By Hammad Ali
Why those foundation courses are important
I often joke that I have spent all my life since September 2002 in one college campus or another – whether as an undergrad, a graduate student, an instructor, or on at least one occasion, as a visitor. In addition, I have always been deeply interested in the philosophy of education, and have friends in university campuses all over the world. What all of this means is that I spend a substantial portion of my leisure learning and thinking about tertiary education around the world. I do not claim to be an expert on any of this, just someone who thinks about it, especially in the context of the history and sociology of nations and how they think of the role of universities.
Two roads diverged
One thing I often think about, for instance, is how university education can be divided into two major approaches around the world. On the one hand there is the European approach, where college students choose their field of study, and then for the entire duration of their program, focus on going progressively deeper in that field, with little if any attention to anything outside of this field. At the end of a European style program in, say, mathematics, the graduates are almost at the level of a second-year graduate student in other systems. However, this comes at the expense of much sacrifice in terms of breadth. Under this system, it is possible for someone to attain multiple advanced degrees in Nuclear Physics or Biomedical Engineering, without taking a single class on literature, history, or philosophy.
This stands in sharp contrast with what, for want of a better word, we will refer to as the North American approach to higher education. In North America, and colleges around the world based on this model, students get a more broad-based education, often spending almost one-third of the program duration in general education courses in humanities, social sciences, and perhaps even multiple languages. This approach is often misunderstood, because the room for all the general courses is usually made by sacrificing some of the depth within one’s major area. Many detractors will say that a math major under this approach, to continue our example, knows less advanced math than their European counterpart. This may well be true, but not because the former were slacking and not working hard, but rather because they completed several classes on those other general fields mentioned.
Seen in that light, the next logical question seems to be – what is the value of each approach? On the surface, it is easy to see the argument for the European approach. It would seem that European graduates are more knowledgeable of their own field, and better equipped to make new contributions to human knowledge, being already at the frontiers of knowledge. In comparison, what value does the North American approach offer?
To answer the question, we must first ask another question. Do college graduates, whether scientists/doctors/engineers/lawyers, have to know anything about anything beyond their own field? How about accountants and CEOs? Is it enough that they enjoy an education that prepares them for their chosen professions, and not one that wastes any of their time and other resources in learning Greek philosophy?
Beyond good and evil
To answer the question, I bring to our attention some incidents of our own collective past. After World War 2, the world came to know about Nazi scientists who had experimented on human subjects, under the guise of the advancement of human knowledge. The details of some of these experiments, if we dignify these acts with that word, are enough to turn the stomach. On the side of the Allied Forces, we have scientists who took part in the Manhattan Project and helped build the first atomic bombs. It is worth noting that, once the destructive power of these bombs became clear, most of these same scientists spent the rest of their lives and careers advocating stronger regulations on Nuclear Physics research, and disarmament.
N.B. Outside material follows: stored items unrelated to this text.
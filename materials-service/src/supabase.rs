//! Authenticated HTTP access to a Supabase project
//!
//! Storage and PostgREST both accept the project key twice: as `apikey`
//! and as a bearer token. The same `reqwest::Client` (and its connection
//! pool) is shared by every caller.

use anyhow::{Context, Result};
use reqwest::header::{HeaderMap, HeaderValue, AUTHORIZATION};
use reqwest::{Client, Response, Url};
use shared::BackendError;
use std::time::Duration;
use tracing::debug;

use crate::config::SupabaseConfig;

#[derive(Clone)]
pub struct SupabaseClient {
    http: Client,
    base_url: Url,
}

impl SupabaseClient {
    pub fn new(config: &SupabaseConfig) -> Result<Self> {
        let mut headers = HeaderMap::new();
        let mut key = HeaderValue::from_str(&config.anon_key)
            .context("SUPABASE_ANON_KEY contains invalid header characters")?;
        key.set_sensitive(true);
        let mut bearer = HeaderValue::from_str(&format!("Bearer {}", config.anon_key))
            .context("SUPABASE_ANON_KEY contains invalid header characters")?;
        bearer.set_sensitive(true);
        headers.insert("apikey", key);
        headers.insert(AUTHORIZATION, bearer);

        let http = Client::builder()
            .default_headers(headers)
            .timeout(Duration::from_secs(config.timeout_seconds))
            .build()
            .context("Failed to create HTTP client")?;

        let base_url = Url::parse(config.url.trim_end_matches('/'))
            .with_context(|| format!("Invalid SUPABASE_URL: {}", config.url))?;

        Ok(Self { http, base_url })
    }

    pub fn http(&self) -> &Client {
        &self.http
    }

    /// `<project>/<segments...>` with every segment percent-encoded
    pub fn endpoint<'a, I>(&self, segments: I) -> Result<Url, BackendError>
    where
        I: IntoIterator<Item = &'a str>,
    {
        let mut url = self.base_url.clone();
        url.path_segments_mut()
            .map_err(|_| BackendError::Transport(format!("{} cannot be a base URL", self.base_url)))?
            .pop_if_empty()
            .extend(segments);
        Ok(url)
    }

    /// Absolute URL for a path the storage API returned relative to `/storage/v1`
    pub fn storage_url(&self, relative: &str) -> String {
        format!(
            "{}/storage/v1/{}",
            self.base_url.as_str().trim_end_matches('/'),
            relative.trim_start_matches('/')
        )
    }
}

/// Pass successful responses through, turn everything else into a `BackendError`
pub async fn check(response: Response) -> Result<Response, BackendError> {
    let status = response.status();
    if status.is_success() {
        return Ok(response);
    }

    let body = response.text().await.unwrap_or_default();
    debug!("Backend call failed: {} - {}", status, body);
    Err(BackendError::from_response(status.as_u16(), &body))
}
In more recent history, the Enron scandal has often been cited as an example of what happens when brilliant strategic/financial minds are no longer burdened by a knowledge of ethics, sociology, and collective responsibility. And then there is the technology time bomb we are presently sitting on – social media. Most of the social media tools of today are designed by graduates of elite colleges, high-achievers who nonetheless are spending their best years designing something that wreaks havoc on our attention spans, harms the quality of our leisure, and is polarizing the world in ways unseen in history.
What do all these examples have in common? To me, and many finer minds than mine, the Nazi willingness to sidestep human dignity, the Enron executives thinking nothing of defrauding the public, or modern day social media monetizing every second of someone’s life, all spring from the same phenomenon – the technical ability to do something, paired with a complete apathy about the ethical and socio-psychological impacts of doing it. On the contrary, the American physicists who spoke up about the dangers of Nuclear proliferation were mindful that just because you can build something, does not mean you should. It is this willingness to think of, and ability to analyze, the unintended consequences of one’s actions, that a more broad-based education can bestow us with. Of course, there are no guarantees – the world is full of educated people with no moral compass. However, we at least have to make the effort. I firmly stand in the camp of those who believe that any advanced topic that an engineering graduate with a more broad-based education is lacking in, they can teach themselves from books and resources. However, the ability to think beyond one’s profession and projects, the ability to appreciate the less commercialized domains of our lives, must be practiced in one’s most formative years. We live in a world today where technology can do anything. What we need is more people who think about what the right thing to do would be.